Task: What is needed here is an exact repetition of the records below, beginning at the line that has "use super::*;" and stopping after the line that has "assert_eq!(stored.relationships.len(), 6);".

Data to process:

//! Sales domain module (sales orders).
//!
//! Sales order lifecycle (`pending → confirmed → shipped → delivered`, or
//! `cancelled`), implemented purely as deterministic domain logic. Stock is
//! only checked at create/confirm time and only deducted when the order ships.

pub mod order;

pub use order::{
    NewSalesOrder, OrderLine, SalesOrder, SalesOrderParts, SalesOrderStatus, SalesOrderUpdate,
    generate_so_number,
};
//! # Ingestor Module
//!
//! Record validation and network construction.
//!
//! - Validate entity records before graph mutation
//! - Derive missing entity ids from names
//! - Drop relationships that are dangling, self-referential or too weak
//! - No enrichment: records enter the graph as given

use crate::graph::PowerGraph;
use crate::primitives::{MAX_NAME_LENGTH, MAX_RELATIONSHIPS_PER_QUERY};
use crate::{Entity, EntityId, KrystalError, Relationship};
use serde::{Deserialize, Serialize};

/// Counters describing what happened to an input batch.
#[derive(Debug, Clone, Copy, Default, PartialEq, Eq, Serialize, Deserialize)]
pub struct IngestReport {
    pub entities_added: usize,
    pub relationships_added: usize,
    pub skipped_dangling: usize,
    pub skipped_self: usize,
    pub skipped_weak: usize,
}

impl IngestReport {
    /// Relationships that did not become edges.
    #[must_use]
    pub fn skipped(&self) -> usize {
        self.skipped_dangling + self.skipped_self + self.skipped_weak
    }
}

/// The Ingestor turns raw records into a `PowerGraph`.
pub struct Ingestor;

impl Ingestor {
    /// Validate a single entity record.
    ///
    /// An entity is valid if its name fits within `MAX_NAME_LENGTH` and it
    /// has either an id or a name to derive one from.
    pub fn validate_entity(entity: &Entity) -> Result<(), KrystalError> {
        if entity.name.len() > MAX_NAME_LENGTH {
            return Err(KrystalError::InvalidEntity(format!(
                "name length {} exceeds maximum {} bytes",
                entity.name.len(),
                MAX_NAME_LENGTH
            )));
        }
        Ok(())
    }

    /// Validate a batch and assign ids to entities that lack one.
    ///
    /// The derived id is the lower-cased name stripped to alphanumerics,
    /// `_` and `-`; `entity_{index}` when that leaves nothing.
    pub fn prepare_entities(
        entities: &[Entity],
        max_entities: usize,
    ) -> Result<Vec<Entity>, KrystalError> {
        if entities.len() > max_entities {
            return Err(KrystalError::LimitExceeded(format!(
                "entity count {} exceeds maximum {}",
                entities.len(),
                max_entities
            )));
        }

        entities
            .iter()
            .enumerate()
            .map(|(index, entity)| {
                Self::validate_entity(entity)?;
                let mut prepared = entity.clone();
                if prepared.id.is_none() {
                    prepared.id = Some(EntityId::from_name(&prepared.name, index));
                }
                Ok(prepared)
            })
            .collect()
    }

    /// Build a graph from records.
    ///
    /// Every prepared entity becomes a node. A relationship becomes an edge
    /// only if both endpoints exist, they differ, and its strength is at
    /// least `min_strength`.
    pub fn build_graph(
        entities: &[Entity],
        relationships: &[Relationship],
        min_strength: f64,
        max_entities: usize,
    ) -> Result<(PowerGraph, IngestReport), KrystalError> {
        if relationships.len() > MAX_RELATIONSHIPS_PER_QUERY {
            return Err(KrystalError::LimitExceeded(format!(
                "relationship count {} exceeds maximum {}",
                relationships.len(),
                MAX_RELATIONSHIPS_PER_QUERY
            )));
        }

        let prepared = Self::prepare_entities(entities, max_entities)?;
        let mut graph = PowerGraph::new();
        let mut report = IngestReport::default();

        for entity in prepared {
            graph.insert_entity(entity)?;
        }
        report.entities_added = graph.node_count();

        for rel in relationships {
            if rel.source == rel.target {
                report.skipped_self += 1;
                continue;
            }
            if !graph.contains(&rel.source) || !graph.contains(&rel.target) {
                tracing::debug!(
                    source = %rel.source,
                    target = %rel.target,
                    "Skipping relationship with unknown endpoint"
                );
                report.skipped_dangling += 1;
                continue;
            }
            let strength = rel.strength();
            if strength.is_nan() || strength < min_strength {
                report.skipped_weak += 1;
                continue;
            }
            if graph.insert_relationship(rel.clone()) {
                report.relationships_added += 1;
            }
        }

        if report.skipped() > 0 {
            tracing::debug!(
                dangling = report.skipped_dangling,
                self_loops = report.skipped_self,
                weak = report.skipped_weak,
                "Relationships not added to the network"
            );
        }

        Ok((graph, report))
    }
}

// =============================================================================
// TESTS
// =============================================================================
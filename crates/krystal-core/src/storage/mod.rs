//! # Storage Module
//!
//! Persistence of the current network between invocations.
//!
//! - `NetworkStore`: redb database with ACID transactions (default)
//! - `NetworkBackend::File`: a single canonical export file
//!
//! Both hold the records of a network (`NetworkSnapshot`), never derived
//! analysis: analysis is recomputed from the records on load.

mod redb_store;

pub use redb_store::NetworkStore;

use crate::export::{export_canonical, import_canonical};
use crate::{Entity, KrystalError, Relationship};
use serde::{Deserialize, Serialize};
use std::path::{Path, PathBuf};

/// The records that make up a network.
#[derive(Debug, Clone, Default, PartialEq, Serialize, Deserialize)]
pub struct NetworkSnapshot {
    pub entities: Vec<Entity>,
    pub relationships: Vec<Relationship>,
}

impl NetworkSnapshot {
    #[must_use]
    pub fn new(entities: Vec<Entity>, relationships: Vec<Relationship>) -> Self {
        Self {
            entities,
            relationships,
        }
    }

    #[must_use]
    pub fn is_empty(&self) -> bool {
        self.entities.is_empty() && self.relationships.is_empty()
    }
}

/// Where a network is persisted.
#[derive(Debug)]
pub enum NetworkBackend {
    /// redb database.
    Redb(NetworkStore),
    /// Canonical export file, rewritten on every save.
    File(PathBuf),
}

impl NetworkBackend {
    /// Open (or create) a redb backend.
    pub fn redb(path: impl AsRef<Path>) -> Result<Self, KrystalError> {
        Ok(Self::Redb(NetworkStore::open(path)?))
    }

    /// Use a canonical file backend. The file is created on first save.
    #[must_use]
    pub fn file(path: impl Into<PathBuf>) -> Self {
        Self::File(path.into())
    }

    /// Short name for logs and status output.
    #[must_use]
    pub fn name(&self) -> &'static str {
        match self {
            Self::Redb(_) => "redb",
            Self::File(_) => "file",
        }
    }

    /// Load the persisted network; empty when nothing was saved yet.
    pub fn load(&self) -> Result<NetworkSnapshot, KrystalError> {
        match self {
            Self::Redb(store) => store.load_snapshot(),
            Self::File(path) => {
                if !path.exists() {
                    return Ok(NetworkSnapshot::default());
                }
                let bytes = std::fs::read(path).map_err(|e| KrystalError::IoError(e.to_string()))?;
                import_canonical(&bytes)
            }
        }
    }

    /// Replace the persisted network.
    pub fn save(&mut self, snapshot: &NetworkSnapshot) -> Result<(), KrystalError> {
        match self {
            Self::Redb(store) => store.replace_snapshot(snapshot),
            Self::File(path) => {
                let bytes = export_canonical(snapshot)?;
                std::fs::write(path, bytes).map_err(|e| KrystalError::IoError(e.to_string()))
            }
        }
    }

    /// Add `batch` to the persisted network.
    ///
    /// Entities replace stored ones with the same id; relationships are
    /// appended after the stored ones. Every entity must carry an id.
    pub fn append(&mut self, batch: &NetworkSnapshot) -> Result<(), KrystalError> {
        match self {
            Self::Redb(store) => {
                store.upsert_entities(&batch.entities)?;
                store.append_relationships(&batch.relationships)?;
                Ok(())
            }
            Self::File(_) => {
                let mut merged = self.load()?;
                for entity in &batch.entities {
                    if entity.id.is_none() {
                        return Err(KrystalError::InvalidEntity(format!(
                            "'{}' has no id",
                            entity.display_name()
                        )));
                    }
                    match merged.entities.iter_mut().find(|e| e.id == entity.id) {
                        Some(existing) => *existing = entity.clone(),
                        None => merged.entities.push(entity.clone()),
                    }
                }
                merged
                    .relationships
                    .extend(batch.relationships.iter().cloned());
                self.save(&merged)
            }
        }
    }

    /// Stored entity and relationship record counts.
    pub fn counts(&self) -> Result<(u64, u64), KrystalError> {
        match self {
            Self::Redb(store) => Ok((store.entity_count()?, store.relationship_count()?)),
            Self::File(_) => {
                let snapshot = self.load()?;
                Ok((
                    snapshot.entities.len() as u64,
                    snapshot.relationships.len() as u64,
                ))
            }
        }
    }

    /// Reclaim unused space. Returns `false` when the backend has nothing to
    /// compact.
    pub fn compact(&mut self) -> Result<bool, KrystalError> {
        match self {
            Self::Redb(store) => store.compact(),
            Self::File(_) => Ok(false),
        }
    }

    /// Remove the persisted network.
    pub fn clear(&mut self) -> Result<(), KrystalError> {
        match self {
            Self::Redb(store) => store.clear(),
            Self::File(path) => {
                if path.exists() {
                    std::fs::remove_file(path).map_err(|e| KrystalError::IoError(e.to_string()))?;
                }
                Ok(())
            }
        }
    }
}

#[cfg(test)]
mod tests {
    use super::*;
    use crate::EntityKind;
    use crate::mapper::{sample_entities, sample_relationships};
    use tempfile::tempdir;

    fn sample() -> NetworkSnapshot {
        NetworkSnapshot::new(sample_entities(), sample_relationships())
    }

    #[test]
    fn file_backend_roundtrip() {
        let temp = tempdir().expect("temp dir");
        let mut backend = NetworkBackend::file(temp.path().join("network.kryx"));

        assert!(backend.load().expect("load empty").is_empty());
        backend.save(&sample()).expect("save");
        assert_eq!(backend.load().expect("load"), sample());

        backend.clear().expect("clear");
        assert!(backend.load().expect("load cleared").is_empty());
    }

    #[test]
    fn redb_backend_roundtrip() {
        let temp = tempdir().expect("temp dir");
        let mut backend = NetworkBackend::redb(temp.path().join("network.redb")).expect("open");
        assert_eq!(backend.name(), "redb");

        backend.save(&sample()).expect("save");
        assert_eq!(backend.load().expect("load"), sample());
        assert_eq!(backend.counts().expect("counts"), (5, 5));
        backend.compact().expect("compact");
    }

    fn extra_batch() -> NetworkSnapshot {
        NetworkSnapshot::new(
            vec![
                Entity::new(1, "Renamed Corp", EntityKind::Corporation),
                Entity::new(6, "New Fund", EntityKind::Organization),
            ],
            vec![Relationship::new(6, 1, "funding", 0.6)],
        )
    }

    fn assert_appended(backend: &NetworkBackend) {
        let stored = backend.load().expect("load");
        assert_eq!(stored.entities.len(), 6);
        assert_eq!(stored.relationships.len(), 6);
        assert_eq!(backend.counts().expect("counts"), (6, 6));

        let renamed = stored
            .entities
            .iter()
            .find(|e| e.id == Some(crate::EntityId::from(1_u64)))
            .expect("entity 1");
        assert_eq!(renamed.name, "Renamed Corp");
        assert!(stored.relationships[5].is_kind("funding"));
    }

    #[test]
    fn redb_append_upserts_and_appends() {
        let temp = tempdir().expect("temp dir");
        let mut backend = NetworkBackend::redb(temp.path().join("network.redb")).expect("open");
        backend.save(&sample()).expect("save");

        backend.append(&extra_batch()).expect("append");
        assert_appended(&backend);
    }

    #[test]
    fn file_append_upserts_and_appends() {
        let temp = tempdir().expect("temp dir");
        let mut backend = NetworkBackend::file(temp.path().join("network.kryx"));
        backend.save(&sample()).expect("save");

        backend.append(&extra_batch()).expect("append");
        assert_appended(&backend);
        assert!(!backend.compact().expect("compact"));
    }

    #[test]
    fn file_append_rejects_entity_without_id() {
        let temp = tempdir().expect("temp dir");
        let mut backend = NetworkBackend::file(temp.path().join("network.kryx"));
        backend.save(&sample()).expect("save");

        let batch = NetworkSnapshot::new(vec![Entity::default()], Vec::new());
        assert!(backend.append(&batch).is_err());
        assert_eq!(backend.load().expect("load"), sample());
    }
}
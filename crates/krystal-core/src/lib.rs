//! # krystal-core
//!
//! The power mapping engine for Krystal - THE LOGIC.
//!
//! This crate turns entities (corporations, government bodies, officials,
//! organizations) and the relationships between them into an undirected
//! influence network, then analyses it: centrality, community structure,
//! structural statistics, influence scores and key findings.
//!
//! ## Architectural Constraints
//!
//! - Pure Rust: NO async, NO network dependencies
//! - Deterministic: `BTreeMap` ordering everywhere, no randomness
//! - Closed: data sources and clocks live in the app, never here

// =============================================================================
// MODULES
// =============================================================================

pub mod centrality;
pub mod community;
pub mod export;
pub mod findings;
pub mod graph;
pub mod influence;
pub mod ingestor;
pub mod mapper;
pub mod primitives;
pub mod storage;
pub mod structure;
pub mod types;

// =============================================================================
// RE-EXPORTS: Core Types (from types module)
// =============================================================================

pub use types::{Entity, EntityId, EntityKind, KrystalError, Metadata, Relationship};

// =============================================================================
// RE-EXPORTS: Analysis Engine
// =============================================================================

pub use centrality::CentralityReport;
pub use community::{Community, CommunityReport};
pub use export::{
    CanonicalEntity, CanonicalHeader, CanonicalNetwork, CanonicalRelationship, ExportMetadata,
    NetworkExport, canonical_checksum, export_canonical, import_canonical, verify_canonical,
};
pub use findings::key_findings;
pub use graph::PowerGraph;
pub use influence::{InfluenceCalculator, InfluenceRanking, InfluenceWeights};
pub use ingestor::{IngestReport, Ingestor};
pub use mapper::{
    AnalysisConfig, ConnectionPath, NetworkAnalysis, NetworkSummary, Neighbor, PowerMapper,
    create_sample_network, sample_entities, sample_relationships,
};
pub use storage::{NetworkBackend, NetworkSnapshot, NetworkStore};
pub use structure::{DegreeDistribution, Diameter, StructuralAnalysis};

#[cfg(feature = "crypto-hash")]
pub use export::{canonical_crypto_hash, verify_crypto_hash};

Task result:
    use super::*;
    use crate::EntityKind;
    use crate::mapper::{sample_entities, sample_relationships};
    use tempfile::tempdir;

    fn sample() -> NetworkSnapshot {
        NetworkSnapshot::new(sample_entities(), sample_relationships())
    }

    #[test]
    fn file_backend_roundtrip() {
        let temp = tempdir().expect("temp dir");
        let mut backend = NetworkBackend::file(temp.path().join("network.kryx"));

        assert!(backend.load().expect("load empty").is_empty());
        backend.save(&sample()).expect("save");
        assert_eq!(backend.load().expect("load"), sample());

        backend.clear().expect("clear");
        assert!(backend.load().expect("load cleared").is_empty());
    }

    #[test]
    fn redb_backend_roundtrip() {
        let temp = tempdir().expect("temp dir");
        let mut backend = NetworkBackend::redb(temp.path().join("network.redb")).expect("open");
        assert_eq!(backend.name(), "redb");

        backend.save(&sample()).expect("save");
        assert_eq!(backend.load().expect("load"), sample());
        assert_eq!(backend.counts().expect("counts"), (5, 5));
        backend.compact().expect("compact");
    }

    fn extra_batch() -> NetworkSnapshot {
        NetworkSnapshot::new(
            vec![
                Entity::new(1, "Renamed Corp", EntityKind::Corporation),
                Entity::new(6, "New Fund", EntityKind::Organization),
            ],
            vec![Relationship::new(6, 1, "funding", 0.6)],
        )
    }

    fn assert_appended(backend: &NetworkBackend) {
        let stored = backend.load().expect("load");
        assert_eq!(stored.entities.len(), 6);
        assert_eq!(stored.relationships.len(), 6);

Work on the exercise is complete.